Cosa direbbe di fronte alla brevettazione del Dna, alla “vita in vendita”, alle prodezze di un Craig Venter che, come hanno raccontato tutti i giornali, modifica geneticamente organismi umani senza conoscere le conseguenze che ciò potrebbe avere per l’ecosistema? Cosa penserebbe dinanzi agli embrioni chimere, al transessuale che ha appena partorito un bambino dopo anni e anni di bombe ormonali per cambiare sesso, allo sperma artificiale che si sta studiando in Inghilterra per sopperire alla mancanza di venditori di seme maschile?
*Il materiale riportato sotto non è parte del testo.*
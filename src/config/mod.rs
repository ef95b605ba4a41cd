//! Environment-backed configuration.
//!
//! Most settings have defaults. Override with `LEXRISK_*` environment
//! variables.

pub mod error;


pub use error::ConfigError;

use std::env;
use std::path::PathBuf;

use crate::constants::{
    DEFAULT_EMBEDDING_DIM, DEFAULT_MIN_CLAUSE_LEN, DEFAULT_TOP_K_RERANK, DEFAULT_TOP_K_RETRIEVAL,
};
use crate::corpus::CorpusPaths;
use crate::embedding::{EncoderConfig, RerankerConfig};
use crate::scoring::ScoringConfig;
use crate::segment::SegmenterConfig;

/// Metadata file expected inside the corpus directory.
pub const CORPUS_METADATA_FILE: &str = "metadata.jsonl";
/// Primary embedding matrix file (raw little-endian f32).
pub const CORPUS_PRIMARY_FILE: &str = "primary_embeddings.f32";
/// Concatenated primary+context matrix file used by retrieval.
pub const CORPUS_INDEX_FILE: &str = "index_embeddings.f32";

/// Analyzer configuration loaded from environment variables.
///
/// Use [`Config::from_env`] to read `LEXRISK_*` overrides on top of defaults.
#[derive(Debug, Clone)]
pub struct Config {
    /// Directory holding the reference corpus artifacts. Default: `./corpus`.
    pub corpus_dir: PathBuf,

    /// Path to the sentence-encoder model directory. `None` selects the
    /// deterministic stub backend.
    pub encoder_path: Option<PathBuf>,

    /// Path to the cross-encoder model directory. `None` selects the
    /// deterministic stub backend.
    pub reranker_path: Option<PathBuf>,

    /// Primary embedding dimension. Default: `1024`.
    pub embedding_dim: usize,

    /// Nearest-neighbor candidates fetched per probe. Default: `25`.
    pub top_k_retrieve: usize,

    /// Candidates kept per clause after reranking. Default: `10`.
    pub top_k_rerank: usize,

    /// Shortest text accepted as a clause, in characters. Default: `40`.
    pub min_clause_len: usize,
}

impl Default for Config {
    fn default() -> Self {
        Self {
            corpus_dir: PathBuf::from("./corpus"),
            encoder_path: None,
            reranker_path: None,
            embedding_dim: DEFAULT_EMBEDDING_DIM,
            top_k_retrieve: DEFAULT_TOP_K_RETRIEVAL,
            top_k_rerank: DEFAULT_TOP_K_RERANK,
            min_clause_len: DEFAULT_MIN_CLAUSE_LEN,
        }
    }
}

impl Config {
    const ENV_CORPUS_DIR: &'static str = "LEXRISK_CORPUS_DIR";
    const ENV_EMBEDDING_DIM: &'static str = "LEXRISK_EMBEDDING_DIM";
    const ENV_TOP_K_RETRIEVE: &'static str = "LEXRISK_TOP_K_RETRIEVE";
    const ENV_TOP_K_RERANK: &'static str = "LEXRISK_TOP_K_RERANK";
    const ENV_MIN_CLAUSE_LEN: &'static str = "LEXRISK_MIN_CLAUSE_LEN";

    /// Loads configuration from environment variables (falling back to
    /// defaults). Model paths reuse the encoder/reranker env vars.
    pub fn from_env() -> Self {
        let defaults = Self::default();

        Self {
            corpus_dir: Self::parse_path_from_env(Self::ENV_CORPUS_DIR, defaults.corpus_dir),
            encoder_path: Self::parse_optional_path_from_env(EncoderConfig::ENV_MODEL_PATH),
            reranker_path: Self::parse_optional_path_from_env(RerankerConfig::ENV_MODEL_PATH),
            embedding_dim: Self::parse_usize_from_env(
                Self::ENV_EMBEDDING_DIM,
                defaults.embedding_dim,
            ),
            top_k_retrieve: Self::parse_usize_from_env(
                Self::ENV_TOP_K_RETRIEVE,
                defaults.top_k_retrieve,
            ),
            top_k_rerank: Self::parse_usize_from_env(
                Self::ENV_TOP_K_RERANK,
                defaults.top_k_rerank,
            ),
            min_clause_len: Self::parse_usize_from_env(
                Self::ENV_MIN_CLAUSE_LEN,
                defaults.min_clause_len,
            ),
        }
    }

    /// Validates paths and basic invariants (does not touch the corpus
    /// contents; loading enforces those).
    pub fn validate(&self) -> Result<(), ConfigError> {
        if !self.corpus_dir.exists() {
            return Err(ConfigError::PathNotFound {
                path: self.corpus_dir.clone(),
            });
        }
        if !self.corpus_dir.is_dir() {
            return Err(ConfigError::NotADirectory {
                path: self.corpus_dir.clone(),
            });
        }

        let paths = self.corpus_paths();
        for file in [
            &paths.metadata,
            &paths.primary_embeddings,
            &paths.index_embeddings,
        ] {
            if !file.exists() {
                return Err(ConfigError::PathNotFound { path: file.clone() });
            }
            if !file.is_file() {
                return Err(ConfigError::NotAFile { path: file.clone() });
            }
        }

        for dir in [&self.encoder_path, &self.reranker_path].into_iter().flatten() {
            if !dir.exists() {
                return Err(ConfigError::PathNotFound { path: dir.clone() });
            }
            if !dir.is_dir() {
                return Err(ConfigError::NotADirectory { path: dir.clone() });
            }
        }

        if self.embedding_dim == 0 {
            return Err(ConfigError::InvalidValue {
                name: "embedding_dim",
                reason: "must be positive".to_string(),
            });
        }
        if self.top_k_retrieve == 0 {
            return Err(ConfigError::InvalidValue {
                name: "top_k_retrieve",
                reason: "must be positive".to_string(),
            });
        }
        if self.top_k_rerank == 0 {
            return Err(ConfigError::InvalidValue {
                name: "top_k_rerank",
                reason: "must be positive".to_string(),
            });
        }

        Ok(())
    }

    /// Corpus artifact locations inside [`Config::corpus_dir`].
    pub fn corpus_paths(&self) -> CorpusPaths {
        CorpusPaths {
            metadata: self.corpus_dir.join(CORPUS_METADATA_FILE),
            primary_embeddings: self.corpus_dir.join(CORPUS_PRIMARY_FILE),
            index_embeddings: self.corpus_dir.join(CORPUS_INDEX_FILE),
        }
    }

    pub fn encoder_config(&self) -> EncoderConfig {
        let config = match self.encoder_path {
            Some(ref path) => EncoderConfig::new(path.clone()),
            None => EncoderConfig::stub(),
        };
        config.with_embedding_dim(self.embedding_dim)
    }

    pub fn reranker_config(&self) -> RerankerConfig {
        match self.reranker_path {
            Some(ref path) => RerankerConfig::new(path.clone()),
            None => RerankerConfig::stub(),
        }
    }

    pub fn scoring_config(&self) -> ScoringConfig {
        let mut config = ScoringConfig::default();
        config.top_k_rerank = self.top_k_rerank;
        config.retriever.top_k = self.top_k_retrieve;
        config
    }

    pub fn segmenter_config(&self) -> SegmenterConfig {
        SegmenterConfig {
            min_clause_len: self.min_clause_len,
        }
    }

    fn parse_path_from_env(var_name: &str, default: PathBuf) -> PathBuf {
        env::var(var_name).map(PathBuf::from).unwrap_or(default)
    }

    fn parse_optional_path_from_env(var_name: &str) -> Option<PathBuf> {
        env::var(var_name)
            .ok()
            .map(|v| v.trim().to_string())
            .filter(|v| !v.is_empty())
            .map(PathBuf::from)
    }

    fn parse_usize_from_env(var_name: &str, default: usize) -> usize {
        env::var(var_name)
            .ok()
            .and_then(|v| v.parse().ok())
            .unwrap_or(default)
    }
}
use thiserror::Error;

use crate::embedding::{EmbeddingError, RerankerError};
use crate::retrieval::RetrievalError;

#[derive(Debug, Error)]
pub enum ScoringError {
    #[error("embedding error: {0}")]
    Embedding(#[from] EmbeddingError),

    #[error("reranker error: {0}")]
    Reranker(#[from] RerankerError),

    #[error("retrieval error: {0}")]
    Retrieval(#[from] RetrievalError),
}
Cosa farebbe se conoscesse le affermazioni, e non solo, di un importante bioingegnere americano come Gregory Stock, che propone di creare altri due cromosomi, il 47esimo e il 48esimo, per inserirli nell’embrione umano, per creare, se riesce, un “superuomo”? Forse, anche se non era credente, userebbe le stesse espressioni del grande biochimico Erwin Chargaff, uno di coloro che contribuirono maggiormente alla conoscenza del Dna: “Distruggeranno presto la generazione di figli. Internet-genitori ordineranno via web internet figli e i bambini verranno shakerati come cocktail”, mentre organismi geneticamente modificati da uomini senza scrupoli, per brama di denaro, o di successo, determineranno catastrofi inimmaginabili.
Alla tecnica è giusto che la politica chieda di non snaturare la natura e di non disumanizzare l’uomo. Langer sarebbe stato d’accordo. Ma i più, anche oggi, se ne dimenticano.